A funny thing was the cover art for the second issue, drawn by Steve Willis...it depicted a smiling man holding a handsaw, having just sawn off the top of his head...which had grown a face of it's own. It was from a mini comic he had just done, and it seemed very obvious to me to be an unintentional metaphor for his considerable relief giving up doing the CLG twice a month for years. ...freeing up his head from all that whirlwind of creative energy he had gathered around him.

Regarding, the use of the name, City Limits Gazette.....I think that Bruce just didn't know me very well at that time.....and thought I should strike out on my own. I'm kind of glad that he did....made a clear break with the newave era.
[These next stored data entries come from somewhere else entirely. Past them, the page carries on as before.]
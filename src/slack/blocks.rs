//! Plain-text Slack message formatting.
//!
//! Approval gating is reaction-driven, not Block-Kit-driven, so messages
//! here are Slack-Markdown strings rather than Block Kit layouts.

/// Format the plan message posted when a task enters `waiting_approval`.
///
/// Includes the task id, command text, lock key, optional reason (e.g. a
/// non-allowlisted shell command), the number of image attachments, and the
/// reaction names to use.
#[must_use]
pub fn plan_message(
    task_id: &str,
    command_text: &str,
    lock_key: &str,
    reason: Option<&str>,
    image_count: usize,
    approve_reaction: &str,
    reject_reaction: &str,
) -> String {
    let mut lines = vec![
        "*Approval requested*".to_owned(),
        format!("Task: `{task_id}`"),
        format!("Command: `{command_text}`"),
        format!("Lock: `{lock_key}`"),
    ];
    if let Some(reason) = reason {
        lines.push(format!("Reason: {reason}"));
    }
    if image_count > 0 {
        lines.push(format!("Images attached: {image_count}"));
    }
    lines.push(format!(
        "React with :{approve_reaction}: to approve or :{reject_reaction}: to reject."
    ));
    lines.join("\n")
}

/// Format the notice posted when an approval is rejected.
#[must_use]
pub fn rejected_message(task_id: &str, decided_by: &str) -> String {
    format!("Task `{task_id}` was rejected by <@{decided_by}>; it will not run.")
}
JP: Can you describe the City Limits Gazette?

BB: Shew, hard to describe Steve Willis's CLG. It was a scruffy hand typed listing of any and all mini comix that came his way, just a sheet or two of typing with a scrap of tossed off artwork as a front page header done by any reader who sent one in.

He sometimes included a mini comic of his own as an insert, but for the most part, it was a packed scrawl of tiny typed notes. He posted notice of all new subscribers, and it was amazing how quickly the word got out. He never intended to make a big deal of it, but in no time at all he was stuck printing and mailing out piles of the thing. He stuck it out for years, keeping to his twice monthly schedule, which was just crazy considering the people he had on the line in CLG. The letters, commentary, rants. and of course the astonishing Bil Keane Watch, must have kept his mind reeling at night. For some reason, the readers kept a constant stream of comix and mail and wisecracks filling his mail box. I recall feeling like every issue was the most fun, and interesting mail that ever came my way. I was wildly compelled to send him new comix as fast as I could invent them, and to add to the various streams of reader commentary. He really fired up a lot of us, including a whole set of younger guys just starting out.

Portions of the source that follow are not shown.